# Task item
Take each line of the records below that contains the string "StreamDescriptor" and copy it.

Dataset excerpts
#####
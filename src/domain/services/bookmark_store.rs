//! Bookmark Store
//!
//! Holds the current replication position per stream partition and
//! enforces ordering for sorted streams. Every accepted position is written
//! through to the backend before `advance` returns.

use crate::domain::entities::StreamDescriptor;
use crate::domain::error::ReplicationError;
use crate::domain::ports::BookmarkBackend;
use crate::domain::value_objects::{Bookmark, ReplicationMode, StreamKey};
use dashmap::DashMap;
use std::sync::Arc;

/// Replication positions, cached over a durable backend.
///
/// Each key is loaded from the backend on first access. The cache only
/// changes after a successful backend write, so a failed write leaves the
/// store as it was.
pub struct BookmarkStore {
    backend: Arc<dyn BookmarkBackend>,
    positions: DashMap<StreamKey, Option<Bookmark>>,
}

impl BookmarkStore {
    pub fn new(backend: Arc<dyn BookmarkBackend>) -> Self {
        Self {
            backend,
            positions: DashMap::new(),
        }
    }

    /// Current position, or `None` to start from the configured default.
    pub fn get(&self, key: &StreamKey) -> Result<Option<Bookmark>, ReplicationError> {
        if let Some(cached) = self.positions.get(key) {
            return Ok(cached.value().clone());
        }

        let loaded = self.backend.load(key)?;
        tracing::debug!(stream = %key, bookmark = ?loaded, "loaded bookmark");
        self.positions.insert(key.clone(), loaded.clone());
        Ok(loaded)
    }

    /// Accept a new position for `stream`.
    ///
    /// With `is_sorted`, a candidate that sorts lexically before the stored
    /// value fails with [`ReplicationError::OutOfOrder`]. Without it the
    /// candidate overwrites unconditionally.
    pub fn advance(
        &self,
        stream: &StreamDescriptor,
        candidate: Bookmark,
        is_sorted: bool,
    ) -> Result<(), ReplicationError> {
        ReplicationMode::from_declared(&stream.name, &stream.replication_method)?;

        if is_sorted && stream.replication_key().is_none() {
            return Err(ReplicationError::MissingReplicationKey {
                stream: stream.name.clone(),
                method: stream.replication_method.clone(),
            });
        }

        let key = stream.key();
        if is_sorted {
            if let Some(stored) = self.get(&key)? {
                if candidate.as_str() < stored.as_str() {
                    tracing::error!(
                        stream = %key,
                        stored = %stored,
                        candidate = %candidate,
                        "unsorted replication key detected"
                    );
                    return Err(ReplicationError::OutOfOrder {
                        key,
                        stored: stored.into_inner(),
                        candidate: candidate.into_inner(),
                    });
                }
            }
        }

        self.backend.persist(&key, &candidate)?;
        self.positions.insert(key, Some(candidate));
        Ok(())
    }
}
#####
# Solution to this problem
use crate::domain::entities::StreamDescriptor;
        stream: &StreamDescriptor,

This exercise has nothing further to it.